Benefits of modules:

Reusability: Write once, use everywhere
Consistency: Same configuration across environments
Maintainability: Update in one place, propagate everywhere
Encapsulation: Hide complexity behind a simple interface

Creating Your First Module

A module is simply a directory with Terraform files.
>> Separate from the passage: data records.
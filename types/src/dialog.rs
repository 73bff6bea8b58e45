use crate::audio::{AudioFormat, SAMPLE_RATE_16K};
use crate::macros::open_enum;

open_enum! {
    /// Server-side turn state announced by `DialogStateChanged`.
    pub enum DialogState {
        Idle => "Idle",
        Listening => "Listening",
        Thinking => "Thinking",
        Responding => "Responding",
        _ => Other,
    }
}

open_enum! {
    /// How the client signals turn boundaries upstream.
    pub enum DialogMode {
        PushToTalk => "push2talk",
        TapToTalk => "tap2talk",
        Duplex => "duplex",
        _ => Custom,
    }
}

#[derive(Debug, Clone, PartialEq, serde::Serialize, serde::Deserialize)]
pub struct Upstream {
    #[serde(rename = "type")]
    kind: String,
    mode: DialogMode,
    audio_format: AudioFormat,
    sample_rate: u32,
}

impl Default for Upstream {
    fn default() -> Self {
        Self {
            kind: "AudioOnly".to_string(),
            mode: DialogMode::TapToTalk,
            audio_format: AudioFormat::Pcm,
            sample_rate: SAMPLE_RATE_16K,
        }
    }
}

impl Upstream {
    pub fn with_mode(mut self, mode: DialogMode) -> Self {
        self.mode = mode;
        self
    }

    pub fn with_audio_format(mut self, format: AudioFormat) -> Self {
        self.audio_format = format;
        self
    }

    pub fn with_sample_rate(mut self, sample_rate: u32) -> Self {
        self.sample_rate = sample_rate;
        self
    }

    pub fn mode(&self) -> &DialogMode {
        &self.mode
    }

    pub fn sample_rate(&self) -> u32 {
        self.sample_rate
    }
}

#[derive(Debug, Clone, PartialEq, serde::Serialize, serde::Deserialize)]
pub struct Downstream {
    #[serde(skip_serializing_if = "Option::is_none")]
    voice: Option<String>,
    #[serde(skip_serializing_if = "Option::is_none")]
    sample_rate: Option<u32>,
    intermediate_text: String,
    audio_format: AudioFormat,
    volume: u32,
    speech_rate: u32,
    pitch_rate: u32,
}

impl Default for Downstream {
    fn default() -> Self {
        Self {
            voice: None,
            sample_rate: None,
            intermediate_text: "transcript".to_string(),
            audio_format: AudioFormat::Pcm,
            volume: 50,
            speech_rate: 100,
            pitch_rate: 100,
        }
    }
}

impl Downstream {
    pub fn with_voice(mut self, voice: &str) -> Self {
        self.voice = Some(voice.to_string());
        self
    }

    pub fn with_sample_rate(mut self, sample_rate: u32) -> Self {
        self.sample_rate = Some(sample_rate);
        self
    }

    pub fn with_audio_format(mut self, format: AudioFormat) -> Self {
        self.audio_format = format;
        self
    }

    pub fn with_volume(mut self, volume: u32) -> Self {
        self.volume = volume;
        self
    }
}

/// `payload.parameters` of the dialog `Start` message.
#[derive(Debug, Clone, Default, PartialEq, serde::Serialize, serde::Deserialize)]
pub struct DialogParameters {
    upstream: Upstream,
    downstream: Downstream,
}

impl DialogParameters {
    pub fn new(upstream: Upstream, downstream: Downstream) -> Self {
        Self { upstream, downstream }
    }

    pub fn upstream(&self) -> &Upstream {
        &self.upstream
    }

    pub fn downstream(&self) -> &Downstream {
        &self.downstream
    }
}

/// `payload.input` of every dialog directive.
#[derive(Debug, Clone, Default, PartialEq, serde::Serialize, serde::Deserialize)]
pub struct DialogInput {
    #[serde(skip_serializing_if = "Option::is_none")]
    workspace_id: Option<String>,
    app_id: String,
    directive: String,
    #[serde(skip_serializing_if = "Option::is_none")]
    dialog_id: Option<String>,
    #[serde(rename = "type", skip_serializing_if = "Option::is_none")]
    kind: Option<String>,
    #[serde(skip_serializing_if = "Option::is_none")]
    text: Option<String>,
}

impl DialogInput {
    pub fn new(app_id: &str, directive: &str) -> Self {
        Self {
            app_id: app_id.to_string(),
            directive: directive.to_string(),
            ..Default::default()
        }
    }

    pub fn with_workspace_id(mut self, workspace_id: Option<&str>) -> Self {
        self.workspace_id = workspace_id.map(str::to_string);
        self
    }

    pub fn with_dialog_id(mut self, dialog_id: Option<&str>) -> Self {
        self.dialog_id = dialog_id.map(str::to_string);
        self
    }

    /// `type`/`text` of a `RequestToRespond` directive.
    pub fn with_request(mut self, kind: &str, text: &str) -> Self {
        self.kind = Some(kind.to_string());
        self.text = Some(text.to_string());
        self
    }

    pub fn directive(&self) -> &str {
        &self.directive
    }

    pub fn dialog_id(&self) -> Option<&str> {
        self.dialog_id.as_deref()
    }
}

#[derive(Debug, Clone, Copy, Default, PartialEq, Eq, serde::Serialize, serde::Deserialize)]
pub struct DialogUsage {
    #[serde(default)]
    input_tokens: u64,
    #[serde(default)]
    output_tokens: u64,
}

impl DialogUsage {
    pub fn input_tokens(&self) -> u64 {
        self.input_tokens
    }

    pub fn output_tokens(&self) -> u64 {
        self.output_tokens
    }
}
Here is a simple web server module:

modules/
  webserver/
    main.tf       # Resources
    variables.tf  # Inputs
    outputs.tf    # Outputs

modules/webserver/variables.tf:

variable "instance_type" {
  default = "t3.micro"
}
variable "name" {
  type = string
}

modules/webserver/main.tf:

resource "aws_instance" "web" {
  ami           = "ami-12345678"
  instance_type = var.instance_type
  tags          = { Name = var.name }
}

modules/webserver/outputs.tf:

output "public_ip" {
  value = aws_instance.web.public_ip
}

Using Modules

Call your module from any configuration:

module "web_prod" {
  source        = "./modules/webserver"
  name          = "production-web"
  instance_type = "m5.large"
}

module "web_dev" {
  source = "./modules/webserver"
  name   = "dev-web"
  # Uses default t3.micro
}

output "prod_ip" {
  value = module.web_prod.public_ip
}

Module Sources

Modules can come from various locations:

Source	Example	Best For
Local path	`./modules/vpc`	Development, organization-specific
GitHub	`github.com/org/module`	Shared across teams
Terraform Registry	`hashicorp/vpc/aws`	Community modules
S3/GCS	`s3::https://bucket.s3.amazonaws.com/module.zip`	Private modules

# From Terraform Registry (version pinned)
module "vpc" {
  source  = "terraform-aws-modules/vpc/aws"
  version = "5.0.0"

  name = "my-vpc"
  cidr = "10.0.0.0/16"
}

When to Create vs Use Existing Modules

Create your own modules when:

You have organization-specific requirements
You need tight control over configuration
Existing modules are too complex or simple

Use community modules when:

They match your requirements closely
They are well-maintained (check stars, recent updates)
You want to benefit from community best practices

The Terraform Registry has thousands of modules for common infrastructure patterns.